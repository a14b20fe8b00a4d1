//! Frame orchestration: builds the world from a level, advances it one frame
//! at a time, and resolves gameplay collisions.
//!
//! A frame runs in a fixed order:
//!  1. the enemy spawn timer
//!  2. the player, then every other actor in creation order
//!  3. commands the updates raised (shots)
//!  4. bullets against enemies, the player against gifts, the player
//!     against enemies
//!
//! Touching an enemy ends the game. After that `tick` is a no-op and the last
//! frame stays on screen.

use glam::Vec2;
use pf_core::timer::Timer;
use rand::rngs::StdRng;
use rand::Rng;

use crate::assets::{GameAssets, ImageBank};
use crate::collision::{masks_overlap, CollisionGrid, GridCell};
use crate::enemy::{Enemy, EnemyStatus};
use crate::entity::{DrawLayer, Entity, EntityKind, Sprite};
use crate::events::{AudioCue, Command, EventQueue};
use crate::level::{
    LevelFile, DECORATION_LAYER, ENTITIES_LAYER, GIFT_OBJECT, MAIN_LAYER, PLAYER_OBJECT,
    WALKER_OBJECTS,
};
use crate::player::{Player, PlayerConfig, PlayerInput, PlayerSnapshot, SpawnBullet};
use crate::projectile::{Bullet, Fire};
use crate::rect::FRect;
use crate::settings;
use crate::world::{EntityId, Role, World};

#[derive(Debug, Clone, Copy, Default, PartialEq)]
pub struct GameStats {
    pub entities: usize,
    pub enemies: usize,
    pub bullets: usize,
    pub gifts: usize,
}

pub struct Game {
    world: World,
    grid: CollisionGrid,
    assets: GameAssets,
    player_id: EntityId,
    enemy_timer: Timer,
    commands: EventQueue<Command>,
    cues: EventQueue<AudioCue>,
    rng: StdRng,
    score: u32,
    running: bool,
    frame: u64,
    level_width: f32,
    level_height: f32,
}

impl Game {
    pub fn new(level: &LevelFile, assets: GameAssets, mut rng: StdRng) -> Result<Self, String> {
        let tile_size = level.tile_size as f32;
        let mut world = World::new();
        let mut grid = CollisionGrid::new(tile_size, level.width as i32, level.height as i32);

        for (layer, solid) in [(MAIN_LAYER, true), (DECORATION_LAYER, false)] {
            for placement in level.tiles(layer) {
                let image = *assets.tiles.get(placement.image).ok_or_else(|| {
                    format!("Level tile image '{}' was not loaded", placement.image)
                })?;
                let cell = GridCell {
                    x: placement.x,
                    y: placement.y,
                };
                let sprite = Sprite::new(grid.cell_rect(cell), image);
                let entity = Entity::new(sprite, DrawLayer::Terrain, EntityKind::Tile);
                if solid {
                    grid.insert(cell);
                    world.spawn(entity, &[Role::Collision]);
                } else {
                    world.spawn(entity, &[]);
                }
            }
        }

        let mut player_id = None;
        for object in level.objects(ENTITIES_LAYER) {
            let position = Vec2::new(object.x, object.y);
            if object.name == PLAYER_OBJECT {
                player_id = Some(spawn_player(&mut world, &assets, position));
            } else if object.name == GIFT_OBJECT {
                spawn_gift(&mut world, &assets, position);
            } else if WALKER_OBJECTS.contains(&object.name.as_str()) {
                let speed = rng.gen_range(settings::WORM_SPEED_RANGE) as f32;
                spawn_worm(&mut world, &assets, object.rect(), speed);
            } else {
                log::warn!("Skipping unknown level object '{}'", object.name);
            }
        }
        let player_id = player_id
            .ok_or_else(|| format!("Level '{}' has no '{PLAYER_OBJECT}' object", level.level_id))?;

        log::info!(
            "Level '{}' built: {} entities, {} solid tiles",
            level.level_id,
            world.len(),
            grid.solid_count()
        );

        Ok(Self {
            world,
            grid,
            assets,
            player_id,
            enemy_timer: Timer::from_millis(settings::BEE_SPAWN_INTERVAL_MS, true).autostart(),
            commands: EventQueue::new(),
            cues: EventQueue::new(),
            rng,
            score: 0,
            running: true,
            frame: 0,
            level_width: level.pixel_width(),
            level_height: level.pixel_height(),
        })
    }

    /// Advance one frame by `dt` seconds.
    pub fn tick(&mut self, dt: f32, input: PlayerInput) {
        if !self.running {
            return;
        }
        let dt_us = (dt.max(0.0) * 1_000_000.0).round() as u64;
        self.frame += 1;

        if self.enemy_timer.update(dt_us) {
            self.spawn_random_bee();
        }

        let player = self.update_player(input, dt_us);
        self.update_actors(player.as_ref(), dt_us);
        self.apply_commands();
        self.resolve_interactions();
    }

    fn update_player(&mut self, input: PlayerInput, dt_us: u64) -> Option<PlayerSnapshot> {
        let Entity { sprite, kind, .. } = self.world.get_mut(self.player_id)?;
        let EntityKind::Player(player) = kind else {
            return None;
        };
        if let Some(shot) = player.step(sprite, input, dt_us, &self.grid) {
            self.commands.send(Command::SpawnBullet(shot));
        }
        Some(player.snapshot(sprite))
    }

    fn update_actors(&mut self, player: Option<&PlayerSnapshot>, dt_us: u64) {
        let x_range = (
            -(settings::WINDOW_WIDTH as f32),
            self.level_width + 2.0 * settings::WINDOW_WIDTH as f32,
        );
        let mut expired = Vec::new();
        for id in self.world.members(Role::Actor) {
            let Some(Entity { sprite, kind, .. }) = self.world.get_mut(id) else {
                continue;
            };
            let alive = match kind {
                EntityKind::Enemy(enemy) => enemy.update(sprite, dt_us) == EnemyStatus::Alive,
                EntityKind::Bullet(bullet) => bullet.update(sprite, dt_us, x_range),
                EntityKind::Fire(fire) => fire.update(sprite, player, dt_us),
                EntityKind::Tile | EntityKind::Gift | EntityKind::Player(_) => true,
            };
            if !alive {
                expired.push(id);
            }
        }
        for id in expired {
            self.world.kill(id);
        }
    }

    fn apply_commands(&mut self) {
        let commands: Vec<Command> = self.commands.drain().collect();
        for command in commands {
            match command {
                Command::SpawnBullet(shot) => self.fire_shot(shot),
            }
        }
    }

    fn resolve_interactions(&mut self) {
        for bullet in self.world.members(Role::Bullet) {
            let hits: Vec<EntityId> = self
                .world
                .members(Role::Enemy)
                .into_iter()
                .filter(|enemy| self.entities_overlap(bullet, *enemy))
                .collect();
            if hits.is_empty() {
                continue;
            }
            self.world.kill(bullet);
            for enemy in hits {
                self.world.kill(enemy);
                log::debug!("Enemy {} shot down", enemy.raw());
            }
            self.cues.send(AudioCue::Impact);
        }

        let gifts: Vec<EntityId> = self
            .world
            .members(Role::Gift)
            .into_iter()
            .filter(|gift| self.entities_overlap(self.player_id, *gift))
            .collect();
        for gift in gifts {
            self.world.kill(gift);
            self.score += 1;
            log::debug!("Gift collected, score {}", self.score);
        }

        let caught = self
            .world
            .members(Role::Enemy)
            .into_iter()
            .any(|enemy| self.entities_overlap(self.player_id, enemy));
        if caught {
            self.running = false;
            log::info!(
                "Player hit an enemy on frame {}, game over with score {}",
                self.frame,
                self.score
            );
        }
    }

    fn entities_overlap(&self, a: EntityId, b: EntityId) -> bool {
        match (self.world.get(a), self.world.get(b)) {
            (Some(a), Some(b)) => self.sprites_overlap(&a.sprite, &b.sprite),
            _ => false,
        }
    }

    fn sprites_overlap(&self, a: &Sprite, b: &Sprite) -> bool {
        let images = &self.assets.images;
        match (images.mask(a.image, a.flip_x), images.mask(b.image, b.flip_x)) {
            (Some(a_mask), Some(b_mask)) => masks_overlap(&a.rect, a_mask, &b.rect, b_mask),
            // Unknown images fall back to box overlap.
            _ => a.rect.intersects(&b.rect),
        }
    }

    /// Bullet at the gun tip, a muzzle flash, and the shot sound.
    fn fire_shot(&mut self, shot: SpawnBullet) {
        let (width, height) = self.assets.images.size(self.assets.bullet);
        let x = if shot.direction > 0.0 {
            shot.origin.x + settings::MUZZLE_DISTANCE
        } else {
            shot.origin.x - settings::MUZZLE_DISTANCE - width
        };
        let bullet =
            self.spawn_bullet_at(Vec2::new(x, shot.origin.y - height * 0.5), shot.direction);
        log::debug!("Bullet {} fired, direction {}", bullet.raw(), shot.direction);
        self.spawn_fire();
        self.cues.send(AudioCue::Shoot);
    }

    pub fn spawn_bullet_at(&mut self, top_left: Vec2, direction: f32) -> EntityId {
        let (width, height) = self.assets.images.size(self.assets.bullet);
        let mut sprite = Sprite::new(
            FRect::new(top_left.x, top_left.y, width, height),
            self.assets.bullet,
        );
        sprite.flip_x = direction < 0.0;
        let bullet = Bullet::new(direction, settings::BULLET_SPEED);
        self.world.spawn(
            Entity::new(sprite, DrawLayer::Projectiles, EntityKind::Bullet(bullet)),
            &[Role::Bullet, Role::Actor],
        )
    }

    /// Flash at the player's muzzle. None if there is no player.
    pub fn spawn_fire(&mut self) -> Option<EntityId> {
        let player = self.player_snapshot()?;
        let (width, height) = self.assets.images.size(self.assets.fire);
        let mut sprite = Sprite::new(FRect::new(0.0, 0.0, width, height), self.assets.fire);
        let fire = Fire::new(player.facing_left);
        fire.attach(&mut sprite, &player);
        Some(self.world.spawn(
            Entity::new(sprite, DrawLayer::Projectiles, EntityKind::Fire(fire)),
            &[Role::Actor],
        ))
    }

    pub fn spawn_bee_at(&mut self, top_left: Vec2, speed: f32) -> EntityId {
        let frames = self.assets.bee_frames.clone();
        let image = frames.first();
        let (width, height) = self.assets.images.size(image);
        let sprite = Sprite::new(FRect::new(top_left.x, top_left.y, width, height), image);
        self.world.spawn(
            Entity::new(
                sprite,
                DrawLayer::Enemies,
                EntityKind::Enemy(Enemy::bee(frames, speed)),
            ),
            &[Role::Enemy, Role::Actor],
        )
    }

    /// Bee just past the right edge of the level at a random height.
    fn spawn_random_bee(&mut self) -> EntityId {
        let x = self.level_width + settings::WINDOW_WIDTH as f32;
        let y = self.rng.gen_range(0..=self.level_height as u32) as f32;
        let speed = self.rng.gen_range(settings::BEE_SPEED_RANGE) as f32;
        self.spawn_bee_at(Vec2::new(x, y), speed)
    }

    #[cfg(test)]
    pub fn spawn_gift_at(&mut self, top_left: Vec2) -> EntityId {
        spawn_gift(&mut self.world, &self.assets, top_left)
    }

    pub fn score(&self) -> u32 {
        self.score
    }

    pub fn is_running(&self) -> bool {
        self.running
    }

    #[cfg(test)]
    pub fn frame(&self) -> u64 {
        self.frame
    }

    #[cfg(test)]
    pub fn level_size(&self) -> Vec2 {
        Vec2::new(self.level_width, self.level_height)
    }

    /// Cues raised since the last drain, in order.
    pub fn drain_cues(&mut self) -> Vec<AudioCue> {
        self.cues.drain().collect()
    }

    pub fn world(&self) -> &World {
        &self.world
    }

    pub fn grid(&self) -> &CollisionGrid {
        &self.grid
    }

    pub fn images(&self) -> &ImageBank {
        &self.assets.images
    }

    pub fn player(&self) -> Option<&Player> {
        match &self.world.get(self.player_id)?.kind {
            EntityKind::Player(player) => Some(player),
            _ => None,
        }
    }

    pub fn player_snapshot(&self) -> Option<PlayerSnapshot> {
        let entity = self.world.get(self.player_id)?;
        match &entity.kind {
            EntityKind::Player(player) => Some(player.snapshot(&entity.sprite)),
            _ => None,
        }
    }

    pub fn stats(&self) -> GameStats {
        GameStats {
            entities: self.world.len(),
            enemies: self.world.role_len(Role::Enemy),
            bullets: self.world.role_len(Role::Bullet),
            gifts: self.world.role_len(Role::Gift),
        }
    }

    /// Sprites back to front.
    pub fn draw_order(&self) -> Vec<&Sprite> {
        let mut sprites: Vec<(DrawLayer, EntityId, &Sprite)> = self
            .world
            .iter()
            .map(|(id, entity)| (entity.layer, id, &entity.sprite))
            .collect();
        sprites.sort_by_key(|(layer, id, _)| (*layer, *id));
        sprites.into_iter().map(|(_, _, sprite)| sprite).collect()
    }
}

/// The map marks the player by its centre.
fn spawn_player(world: &mut World, assets: &GameAssets, center: Vec2) -> EntityId {
    let image = assets.player_frames.first();
    let (width, height) = assets.images.size(image);
    let rect = FRect::from_center(center, width, height);
    let player = Player::new(rect, assets.player_frames.clone(), PlayerConfig::default());
    world.spawn(
        Entity::new(
            Sprite::new(rect, image),
            DrawLayer::Player,
            EntityKind::Player(player),
        ),
        &[],
    )
}

fn spawn_gift(world: &mut World, assets: &GameAssets, top_left: Vec2) -> EntityId {
    let (width, height) = assets.images.size(assets.gift);
    let sprite = Sprite::new(
        FRect::new(top_left.x, top_left.y, width, height),
        assets.gift,
    );
    world.spawn(
        Entity::new(sprite, DrawLayer::Items, EntityKind::Gift),
        &[Role::Gift],
    )
}

/// Worm standing on the bottom of its patrol rect.
fn spawn_worm(world: &mut World, assets: &GameAssets, bounds: FRect, speed: f32) -> EntityId {
    let image = assets.worm_frames.first();
    let (width, height) = assets.images.size(image);
    let mut rect = FRect::new(0.0, 0.0, width, height);
    rect.set_bottom_left(bounds.bottom_left());
    let enemy = Enemy::worm(assets.worm_frames.clone(), speed, bounds);
    world.spawn(
        Entity::new(
            Sprite::new(rect, image),
            DrawLayer::Enemies,
            EntityKind::Enemy(enemy),
        ),
        &[Role::Enemy, Role::Actor],
    )
}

------------------------------

Task to carry out — From the first line of the records to the line containing "for placement in", inclusive, transcribe everything exactly and leave out the rest.

Response to this task —
repository a14b20fe8b00a4d1
//! Frame orchestration: builds the world from a level, advances it one frame
//! at a time, and resolves gameplay collisions.
//!
//! A frame runs in a fixed order:
//!  1. the enemy spawn timer
//!  2. the player, then every other actor in creation order
//!  3. commands the updates raised (shots)
//!  4. bullets against enemies, the player against gifts, the player
//!     against enemies
//!
//! Touching an enemy ends the game. After that `tick` is a no-op and the last
//! frame stays on screen.

use glam::Vec2;
use pf_core::timer::Timer;
use rand::rngs::StdRng;
use rand::Rng;

use crate::assets::{GameAssets, ImageBank};
use crate::collision::{masks_overlap, CollisionGrid, GridCell};
use crate::enemy::{Enemy, EnemyStatus};
use crate::entity::{DrawLayer, Entity, EntityKind, Sprite};
use crate::events::{AudioCue, Command, EventQueue};
use crate::level::{
    LevelFile, DECORATION_LAYER, ENTITIES_LAYER, GIFT_OBJECT, MAIN_LAYER, PLAYER_OBJECT,
    WALKER_OBJECTS,
};
use crate::player::{Player, PlayerConfig, PlayerInput, PlayerSnapshot, SpawnBullet};
use crate::projectile::{Bullet, Fire};
use crate::rect::FRect;
use crate::settings;
use crate::world::{EntityId, Role, World};

#[derive(Debug, Clone, Copy, Default, PartialEq)]
pub struct GameStats {
    pub entities: usize,
    pub enemies: usize,
    pub bullets: usize,
    pub gifts: usize,
}

pub struct Game {
    world: World,
    grid: CollisionGrid,
    assets: GameAssets,
    player_id: EntityId,
    enemy_timer: Timer,
    commands: EventQueue<Command>,
    cues: EventQueue<AudioCue>,
    rng: StdRng,
    score: u32,
    running: bool,
    frame: u64,
    level_width: f32,
    level_height: f32,
}

impl Game {
    pub fn new(level: &LevelFile, assets: GameAssets, mut rng: StdRng) -> Result<Self, String> {
        let tile_size = level.tile_size as f32;
        let mut world = World::new();
        let mut grid = CollisionGrid::new(tile_size, level.width as i32, level.height as i32);

        for (layer, solid) in [(MAIN_LAYER, true), (DECORATION_LAYER, false)] {
            for placement in level.tiles(layer) {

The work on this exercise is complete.